| Work request |
Give the number of lines in the material below that contain the word "title", and nothing else.

| Records shown |
- Opening Delimiter -

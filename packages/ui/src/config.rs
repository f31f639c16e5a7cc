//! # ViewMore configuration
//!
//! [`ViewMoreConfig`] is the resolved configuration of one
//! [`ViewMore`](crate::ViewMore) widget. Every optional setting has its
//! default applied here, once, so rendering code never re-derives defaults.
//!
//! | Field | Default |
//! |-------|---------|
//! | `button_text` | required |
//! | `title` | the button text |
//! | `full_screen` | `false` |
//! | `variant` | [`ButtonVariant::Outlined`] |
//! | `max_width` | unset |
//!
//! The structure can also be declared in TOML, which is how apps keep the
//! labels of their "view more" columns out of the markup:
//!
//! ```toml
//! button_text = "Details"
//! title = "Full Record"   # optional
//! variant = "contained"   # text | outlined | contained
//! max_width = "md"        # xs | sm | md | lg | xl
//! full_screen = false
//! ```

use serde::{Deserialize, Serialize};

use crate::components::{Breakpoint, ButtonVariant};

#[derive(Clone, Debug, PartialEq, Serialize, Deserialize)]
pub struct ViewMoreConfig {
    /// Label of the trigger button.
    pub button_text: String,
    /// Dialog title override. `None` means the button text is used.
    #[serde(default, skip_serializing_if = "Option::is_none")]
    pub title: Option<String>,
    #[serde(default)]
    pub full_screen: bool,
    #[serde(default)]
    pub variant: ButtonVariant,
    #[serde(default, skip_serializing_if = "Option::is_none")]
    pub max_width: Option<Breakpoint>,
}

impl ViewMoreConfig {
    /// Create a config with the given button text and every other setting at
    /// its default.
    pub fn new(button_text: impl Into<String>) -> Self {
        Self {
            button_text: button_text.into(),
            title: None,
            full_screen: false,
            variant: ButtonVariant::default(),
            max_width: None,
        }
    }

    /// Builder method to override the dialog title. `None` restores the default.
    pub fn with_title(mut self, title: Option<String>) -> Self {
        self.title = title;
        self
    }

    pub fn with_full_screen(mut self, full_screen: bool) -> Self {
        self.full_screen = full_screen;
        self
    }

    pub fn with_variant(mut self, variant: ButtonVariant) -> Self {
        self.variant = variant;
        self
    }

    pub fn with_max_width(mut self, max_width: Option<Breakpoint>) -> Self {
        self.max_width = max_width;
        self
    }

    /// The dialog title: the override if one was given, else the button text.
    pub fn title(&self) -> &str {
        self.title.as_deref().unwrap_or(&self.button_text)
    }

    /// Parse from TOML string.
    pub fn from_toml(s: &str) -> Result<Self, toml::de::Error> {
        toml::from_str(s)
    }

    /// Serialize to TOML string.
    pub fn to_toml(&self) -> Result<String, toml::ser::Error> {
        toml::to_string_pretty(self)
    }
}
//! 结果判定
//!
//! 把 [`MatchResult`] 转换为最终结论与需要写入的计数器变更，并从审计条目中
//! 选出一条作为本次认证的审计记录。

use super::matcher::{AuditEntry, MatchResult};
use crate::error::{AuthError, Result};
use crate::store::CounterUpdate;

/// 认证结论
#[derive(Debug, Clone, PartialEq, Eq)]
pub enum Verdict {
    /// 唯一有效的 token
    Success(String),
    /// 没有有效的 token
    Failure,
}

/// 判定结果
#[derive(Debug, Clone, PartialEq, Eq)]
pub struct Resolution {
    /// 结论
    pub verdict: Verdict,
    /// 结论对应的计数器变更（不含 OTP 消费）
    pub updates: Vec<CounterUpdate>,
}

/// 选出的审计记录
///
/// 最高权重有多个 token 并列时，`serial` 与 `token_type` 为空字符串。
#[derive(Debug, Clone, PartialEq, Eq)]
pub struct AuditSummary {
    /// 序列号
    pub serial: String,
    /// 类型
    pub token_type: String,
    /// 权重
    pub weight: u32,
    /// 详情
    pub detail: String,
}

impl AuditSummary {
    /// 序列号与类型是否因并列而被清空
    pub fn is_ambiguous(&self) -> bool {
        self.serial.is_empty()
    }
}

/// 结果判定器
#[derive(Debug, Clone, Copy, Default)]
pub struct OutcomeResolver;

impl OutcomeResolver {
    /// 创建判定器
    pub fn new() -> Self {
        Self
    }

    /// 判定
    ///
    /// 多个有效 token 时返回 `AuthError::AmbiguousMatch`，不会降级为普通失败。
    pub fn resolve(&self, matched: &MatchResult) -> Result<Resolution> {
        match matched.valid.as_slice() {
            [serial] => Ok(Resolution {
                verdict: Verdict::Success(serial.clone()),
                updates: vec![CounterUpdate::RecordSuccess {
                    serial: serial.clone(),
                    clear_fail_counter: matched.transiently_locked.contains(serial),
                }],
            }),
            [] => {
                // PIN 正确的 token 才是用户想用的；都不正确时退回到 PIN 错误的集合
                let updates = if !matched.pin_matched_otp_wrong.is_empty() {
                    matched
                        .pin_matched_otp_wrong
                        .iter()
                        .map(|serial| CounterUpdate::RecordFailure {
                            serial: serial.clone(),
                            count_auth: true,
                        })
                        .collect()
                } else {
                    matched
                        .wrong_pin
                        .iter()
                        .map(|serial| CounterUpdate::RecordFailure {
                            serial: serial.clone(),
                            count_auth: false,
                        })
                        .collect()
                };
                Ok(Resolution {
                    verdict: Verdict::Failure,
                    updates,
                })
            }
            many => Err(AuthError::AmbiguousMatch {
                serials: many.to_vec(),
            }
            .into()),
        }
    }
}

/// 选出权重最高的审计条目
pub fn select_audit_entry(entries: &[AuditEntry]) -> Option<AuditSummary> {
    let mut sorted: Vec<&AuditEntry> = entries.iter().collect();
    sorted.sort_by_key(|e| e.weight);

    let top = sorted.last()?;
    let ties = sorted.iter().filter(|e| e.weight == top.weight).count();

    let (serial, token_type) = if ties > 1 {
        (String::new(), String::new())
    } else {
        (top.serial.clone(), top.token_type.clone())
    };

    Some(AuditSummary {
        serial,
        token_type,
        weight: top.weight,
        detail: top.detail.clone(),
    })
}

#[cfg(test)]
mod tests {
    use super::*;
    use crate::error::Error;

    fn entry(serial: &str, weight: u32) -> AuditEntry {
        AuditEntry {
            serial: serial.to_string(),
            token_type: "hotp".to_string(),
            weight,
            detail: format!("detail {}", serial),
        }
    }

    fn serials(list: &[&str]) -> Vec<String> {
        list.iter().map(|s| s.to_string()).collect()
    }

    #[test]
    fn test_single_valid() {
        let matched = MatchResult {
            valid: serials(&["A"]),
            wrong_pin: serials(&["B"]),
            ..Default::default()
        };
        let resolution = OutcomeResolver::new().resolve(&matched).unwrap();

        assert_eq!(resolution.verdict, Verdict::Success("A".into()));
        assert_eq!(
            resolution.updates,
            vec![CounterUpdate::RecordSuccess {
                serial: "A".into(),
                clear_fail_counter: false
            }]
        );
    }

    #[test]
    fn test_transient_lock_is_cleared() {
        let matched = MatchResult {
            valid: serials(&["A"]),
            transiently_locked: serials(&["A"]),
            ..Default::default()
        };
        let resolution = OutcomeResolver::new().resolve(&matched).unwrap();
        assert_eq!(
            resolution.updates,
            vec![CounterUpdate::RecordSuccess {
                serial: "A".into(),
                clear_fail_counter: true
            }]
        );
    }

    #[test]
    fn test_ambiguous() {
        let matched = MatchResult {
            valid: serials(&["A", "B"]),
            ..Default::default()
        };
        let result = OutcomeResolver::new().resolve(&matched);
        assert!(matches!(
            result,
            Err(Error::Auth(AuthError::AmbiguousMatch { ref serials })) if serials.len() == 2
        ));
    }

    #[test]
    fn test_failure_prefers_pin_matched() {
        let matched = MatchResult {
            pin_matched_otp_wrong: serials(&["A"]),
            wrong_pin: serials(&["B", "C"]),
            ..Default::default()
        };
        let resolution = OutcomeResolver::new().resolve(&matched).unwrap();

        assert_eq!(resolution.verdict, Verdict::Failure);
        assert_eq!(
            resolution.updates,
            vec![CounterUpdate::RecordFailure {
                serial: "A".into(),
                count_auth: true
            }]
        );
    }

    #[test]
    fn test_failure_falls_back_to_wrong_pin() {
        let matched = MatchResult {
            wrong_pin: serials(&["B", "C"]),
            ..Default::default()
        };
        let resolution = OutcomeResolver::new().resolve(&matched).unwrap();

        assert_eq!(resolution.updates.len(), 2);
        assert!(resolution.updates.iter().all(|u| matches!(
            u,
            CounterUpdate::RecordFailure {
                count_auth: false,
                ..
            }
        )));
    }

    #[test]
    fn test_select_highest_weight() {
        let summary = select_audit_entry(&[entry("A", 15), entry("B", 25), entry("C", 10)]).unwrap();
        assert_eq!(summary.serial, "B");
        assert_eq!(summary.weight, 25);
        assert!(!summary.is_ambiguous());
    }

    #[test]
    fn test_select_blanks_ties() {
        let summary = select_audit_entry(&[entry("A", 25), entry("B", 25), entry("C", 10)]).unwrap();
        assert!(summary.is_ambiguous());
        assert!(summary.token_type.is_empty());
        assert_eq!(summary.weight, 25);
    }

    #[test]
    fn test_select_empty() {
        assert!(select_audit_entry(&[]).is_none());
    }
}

- Closing Delimiter -
- Opening Delimiter -

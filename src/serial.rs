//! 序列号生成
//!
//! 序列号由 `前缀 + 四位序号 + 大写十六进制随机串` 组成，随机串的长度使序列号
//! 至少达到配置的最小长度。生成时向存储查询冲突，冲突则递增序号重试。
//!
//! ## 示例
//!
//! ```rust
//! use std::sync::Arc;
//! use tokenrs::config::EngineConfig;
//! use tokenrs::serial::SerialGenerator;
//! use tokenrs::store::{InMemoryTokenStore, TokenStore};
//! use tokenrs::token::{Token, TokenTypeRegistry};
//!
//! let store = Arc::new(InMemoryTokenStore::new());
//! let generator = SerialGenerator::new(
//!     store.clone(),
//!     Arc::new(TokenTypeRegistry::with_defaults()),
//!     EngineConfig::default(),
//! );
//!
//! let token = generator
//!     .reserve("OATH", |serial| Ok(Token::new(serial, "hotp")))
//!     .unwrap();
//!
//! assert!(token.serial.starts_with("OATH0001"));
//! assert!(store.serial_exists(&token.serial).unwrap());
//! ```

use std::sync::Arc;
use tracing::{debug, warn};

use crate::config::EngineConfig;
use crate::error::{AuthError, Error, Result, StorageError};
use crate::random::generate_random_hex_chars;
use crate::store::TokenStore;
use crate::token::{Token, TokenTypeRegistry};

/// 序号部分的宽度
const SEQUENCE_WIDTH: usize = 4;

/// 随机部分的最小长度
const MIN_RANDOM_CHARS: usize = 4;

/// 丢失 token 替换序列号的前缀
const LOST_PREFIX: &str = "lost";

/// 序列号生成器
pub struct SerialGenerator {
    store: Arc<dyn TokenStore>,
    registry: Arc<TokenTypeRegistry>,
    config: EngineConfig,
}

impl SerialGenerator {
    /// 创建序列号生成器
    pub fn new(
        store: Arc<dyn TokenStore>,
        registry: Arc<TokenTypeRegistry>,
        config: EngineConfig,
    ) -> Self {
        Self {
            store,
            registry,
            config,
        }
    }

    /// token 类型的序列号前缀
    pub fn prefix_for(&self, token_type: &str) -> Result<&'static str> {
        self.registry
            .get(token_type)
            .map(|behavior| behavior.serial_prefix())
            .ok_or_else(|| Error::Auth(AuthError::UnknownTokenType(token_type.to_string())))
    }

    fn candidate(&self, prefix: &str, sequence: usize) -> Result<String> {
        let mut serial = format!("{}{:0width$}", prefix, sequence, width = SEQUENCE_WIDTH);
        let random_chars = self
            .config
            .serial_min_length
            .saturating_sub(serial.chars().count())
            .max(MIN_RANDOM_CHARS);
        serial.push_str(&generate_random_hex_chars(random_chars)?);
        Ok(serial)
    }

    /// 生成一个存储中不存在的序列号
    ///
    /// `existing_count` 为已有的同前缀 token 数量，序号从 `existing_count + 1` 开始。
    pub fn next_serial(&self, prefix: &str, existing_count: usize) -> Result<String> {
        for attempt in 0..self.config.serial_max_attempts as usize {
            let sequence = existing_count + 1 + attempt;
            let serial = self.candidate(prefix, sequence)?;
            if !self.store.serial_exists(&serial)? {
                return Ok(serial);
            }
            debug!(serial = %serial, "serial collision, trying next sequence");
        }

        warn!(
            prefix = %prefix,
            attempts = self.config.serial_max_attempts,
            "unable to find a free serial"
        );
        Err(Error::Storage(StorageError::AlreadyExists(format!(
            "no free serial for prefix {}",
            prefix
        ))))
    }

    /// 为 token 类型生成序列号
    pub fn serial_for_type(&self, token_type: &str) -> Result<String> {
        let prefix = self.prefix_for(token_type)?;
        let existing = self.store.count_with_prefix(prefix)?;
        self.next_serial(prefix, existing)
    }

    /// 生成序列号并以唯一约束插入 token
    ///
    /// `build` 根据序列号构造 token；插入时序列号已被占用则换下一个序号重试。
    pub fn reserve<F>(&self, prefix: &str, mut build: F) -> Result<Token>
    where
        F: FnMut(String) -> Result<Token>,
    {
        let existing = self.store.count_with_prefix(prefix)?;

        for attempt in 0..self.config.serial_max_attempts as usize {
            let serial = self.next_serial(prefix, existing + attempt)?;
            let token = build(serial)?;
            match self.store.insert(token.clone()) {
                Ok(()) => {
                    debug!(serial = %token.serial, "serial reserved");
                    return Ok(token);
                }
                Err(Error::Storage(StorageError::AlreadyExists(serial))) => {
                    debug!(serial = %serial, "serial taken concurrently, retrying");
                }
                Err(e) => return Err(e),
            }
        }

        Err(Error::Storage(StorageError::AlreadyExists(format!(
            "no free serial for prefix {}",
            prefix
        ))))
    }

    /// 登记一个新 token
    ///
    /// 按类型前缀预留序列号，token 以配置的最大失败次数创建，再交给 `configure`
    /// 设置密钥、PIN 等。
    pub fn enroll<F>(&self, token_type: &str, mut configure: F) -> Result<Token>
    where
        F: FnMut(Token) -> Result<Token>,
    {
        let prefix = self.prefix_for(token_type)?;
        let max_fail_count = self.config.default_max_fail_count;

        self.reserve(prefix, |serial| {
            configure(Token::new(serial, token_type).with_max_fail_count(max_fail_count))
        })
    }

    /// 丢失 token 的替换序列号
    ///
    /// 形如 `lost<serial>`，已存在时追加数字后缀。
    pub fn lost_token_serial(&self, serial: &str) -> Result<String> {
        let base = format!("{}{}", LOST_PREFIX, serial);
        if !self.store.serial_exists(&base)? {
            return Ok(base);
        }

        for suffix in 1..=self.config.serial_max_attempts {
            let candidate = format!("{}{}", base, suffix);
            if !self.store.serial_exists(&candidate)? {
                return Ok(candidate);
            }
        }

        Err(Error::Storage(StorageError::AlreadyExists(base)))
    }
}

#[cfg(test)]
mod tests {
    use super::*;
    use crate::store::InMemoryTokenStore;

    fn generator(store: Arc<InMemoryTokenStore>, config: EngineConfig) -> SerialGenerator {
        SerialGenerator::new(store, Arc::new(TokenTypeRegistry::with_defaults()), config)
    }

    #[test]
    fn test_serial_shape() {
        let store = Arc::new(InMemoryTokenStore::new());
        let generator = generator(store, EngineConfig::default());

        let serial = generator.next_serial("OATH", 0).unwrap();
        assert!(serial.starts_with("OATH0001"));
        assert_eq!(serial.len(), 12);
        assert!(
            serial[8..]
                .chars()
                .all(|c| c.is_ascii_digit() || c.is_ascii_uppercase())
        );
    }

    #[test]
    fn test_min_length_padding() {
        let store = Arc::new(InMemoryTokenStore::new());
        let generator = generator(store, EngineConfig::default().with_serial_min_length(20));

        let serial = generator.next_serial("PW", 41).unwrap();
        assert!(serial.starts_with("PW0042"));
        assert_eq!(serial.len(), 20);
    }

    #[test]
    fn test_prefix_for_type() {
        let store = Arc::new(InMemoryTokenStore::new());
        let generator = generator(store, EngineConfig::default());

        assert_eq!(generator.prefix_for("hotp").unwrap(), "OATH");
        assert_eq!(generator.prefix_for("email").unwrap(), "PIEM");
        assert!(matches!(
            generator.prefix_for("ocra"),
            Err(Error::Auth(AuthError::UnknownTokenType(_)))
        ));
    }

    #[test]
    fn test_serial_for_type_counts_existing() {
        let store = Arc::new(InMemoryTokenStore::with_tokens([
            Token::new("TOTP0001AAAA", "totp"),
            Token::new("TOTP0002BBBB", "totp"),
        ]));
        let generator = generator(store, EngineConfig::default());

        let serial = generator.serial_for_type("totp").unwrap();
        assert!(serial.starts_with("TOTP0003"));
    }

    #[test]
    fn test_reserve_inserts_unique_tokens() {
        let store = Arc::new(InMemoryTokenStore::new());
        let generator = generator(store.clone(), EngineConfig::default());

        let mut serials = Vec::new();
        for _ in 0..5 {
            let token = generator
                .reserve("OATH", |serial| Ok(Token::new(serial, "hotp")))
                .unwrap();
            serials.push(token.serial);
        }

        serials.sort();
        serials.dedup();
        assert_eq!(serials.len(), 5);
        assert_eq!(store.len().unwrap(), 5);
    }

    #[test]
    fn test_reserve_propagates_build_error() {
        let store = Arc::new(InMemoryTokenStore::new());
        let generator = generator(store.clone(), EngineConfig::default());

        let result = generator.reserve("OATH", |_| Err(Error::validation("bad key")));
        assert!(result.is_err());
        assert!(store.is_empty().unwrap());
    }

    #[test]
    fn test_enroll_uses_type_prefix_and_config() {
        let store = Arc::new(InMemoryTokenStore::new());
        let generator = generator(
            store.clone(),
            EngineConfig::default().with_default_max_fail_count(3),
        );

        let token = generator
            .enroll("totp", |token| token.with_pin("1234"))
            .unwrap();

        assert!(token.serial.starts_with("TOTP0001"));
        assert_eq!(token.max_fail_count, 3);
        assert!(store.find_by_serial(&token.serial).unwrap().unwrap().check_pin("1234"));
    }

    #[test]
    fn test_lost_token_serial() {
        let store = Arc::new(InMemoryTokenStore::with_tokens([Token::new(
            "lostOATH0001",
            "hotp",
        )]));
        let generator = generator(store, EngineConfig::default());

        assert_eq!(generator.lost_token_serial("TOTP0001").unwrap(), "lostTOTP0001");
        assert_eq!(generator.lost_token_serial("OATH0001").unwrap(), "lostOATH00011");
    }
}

- Closing Delimiter -
- Opening Delimiter -

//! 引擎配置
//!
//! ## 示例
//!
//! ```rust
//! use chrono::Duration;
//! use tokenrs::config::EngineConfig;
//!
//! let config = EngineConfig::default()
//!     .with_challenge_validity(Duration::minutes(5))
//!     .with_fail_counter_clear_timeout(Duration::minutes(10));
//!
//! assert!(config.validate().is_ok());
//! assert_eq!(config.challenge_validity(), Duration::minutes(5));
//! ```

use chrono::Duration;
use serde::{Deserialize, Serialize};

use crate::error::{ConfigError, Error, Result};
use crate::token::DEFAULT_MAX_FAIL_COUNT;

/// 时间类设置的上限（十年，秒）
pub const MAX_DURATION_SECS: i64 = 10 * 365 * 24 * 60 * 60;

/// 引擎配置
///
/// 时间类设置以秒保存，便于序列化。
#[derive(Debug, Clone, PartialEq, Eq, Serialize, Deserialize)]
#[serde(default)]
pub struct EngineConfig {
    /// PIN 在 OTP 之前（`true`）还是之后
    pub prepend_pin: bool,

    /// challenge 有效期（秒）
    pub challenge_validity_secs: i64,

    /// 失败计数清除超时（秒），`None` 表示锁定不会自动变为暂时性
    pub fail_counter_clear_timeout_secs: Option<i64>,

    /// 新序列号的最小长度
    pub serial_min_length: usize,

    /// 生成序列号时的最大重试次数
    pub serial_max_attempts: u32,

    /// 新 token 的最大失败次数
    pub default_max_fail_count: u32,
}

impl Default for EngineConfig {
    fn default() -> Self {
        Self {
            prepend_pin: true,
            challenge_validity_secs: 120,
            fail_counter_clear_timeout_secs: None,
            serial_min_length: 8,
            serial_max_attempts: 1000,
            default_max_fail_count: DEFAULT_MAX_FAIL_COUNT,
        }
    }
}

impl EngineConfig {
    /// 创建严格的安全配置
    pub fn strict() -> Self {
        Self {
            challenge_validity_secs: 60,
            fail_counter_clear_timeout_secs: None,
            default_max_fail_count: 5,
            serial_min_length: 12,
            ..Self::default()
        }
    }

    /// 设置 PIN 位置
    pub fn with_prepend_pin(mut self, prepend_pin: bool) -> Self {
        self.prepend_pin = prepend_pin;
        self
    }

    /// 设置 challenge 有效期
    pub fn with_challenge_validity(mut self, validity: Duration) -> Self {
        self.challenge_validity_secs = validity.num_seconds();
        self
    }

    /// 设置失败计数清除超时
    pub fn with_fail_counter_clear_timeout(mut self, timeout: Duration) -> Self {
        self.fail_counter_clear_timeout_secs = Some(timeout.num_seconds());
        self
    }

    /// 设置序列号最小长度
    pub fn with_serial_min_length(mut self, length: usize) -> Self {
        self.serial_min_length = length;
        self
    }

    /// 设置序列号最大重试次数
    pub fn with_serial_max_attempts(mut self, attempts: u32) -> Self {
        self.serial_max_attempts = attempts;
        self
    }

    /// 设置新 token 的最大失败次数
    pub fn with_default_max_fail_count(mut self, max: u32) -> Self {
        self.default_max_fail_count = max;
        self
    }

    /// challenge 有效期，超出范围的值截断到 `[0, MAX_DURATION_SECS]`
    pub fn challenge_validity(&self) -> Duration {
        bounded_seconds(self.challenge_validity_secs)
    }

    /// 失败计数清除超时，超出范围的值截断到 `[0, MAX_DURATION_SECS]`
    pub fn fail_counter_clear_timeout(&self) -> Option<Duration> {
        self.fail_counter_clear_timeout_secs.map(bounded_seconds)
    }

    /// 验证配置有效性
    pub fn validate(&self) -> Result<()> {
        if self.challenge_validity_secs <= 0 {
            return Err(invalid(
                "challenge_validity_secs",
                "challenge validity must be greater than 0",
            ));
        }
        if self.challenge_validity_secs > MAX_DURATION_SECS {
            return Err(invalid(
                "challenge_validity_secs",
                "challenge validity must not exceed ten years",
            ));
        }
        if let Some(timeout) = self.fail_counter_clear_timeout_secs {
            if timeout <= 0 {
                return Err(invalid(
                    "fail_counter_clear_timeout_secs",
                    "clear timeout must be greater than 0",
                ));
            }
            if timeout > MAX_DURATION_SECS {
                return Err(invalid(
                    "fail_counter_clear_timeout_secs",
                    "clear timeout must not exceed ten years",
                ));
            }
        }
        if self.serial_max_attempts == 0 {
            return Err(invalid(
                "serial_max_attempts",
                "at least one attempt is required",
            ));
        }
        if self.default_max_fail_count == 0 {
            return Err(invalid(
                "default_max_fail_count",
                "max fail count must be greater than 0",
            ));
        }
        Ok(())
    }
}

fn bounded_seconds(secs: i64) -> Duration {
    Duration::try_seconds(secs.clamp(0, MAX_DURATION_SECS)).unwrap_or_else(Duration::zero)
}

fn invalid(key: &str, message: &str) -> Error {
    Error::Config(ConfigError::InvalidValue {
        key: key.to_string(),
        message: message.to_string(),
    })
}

- Closing Delimiter -

| Solution |
11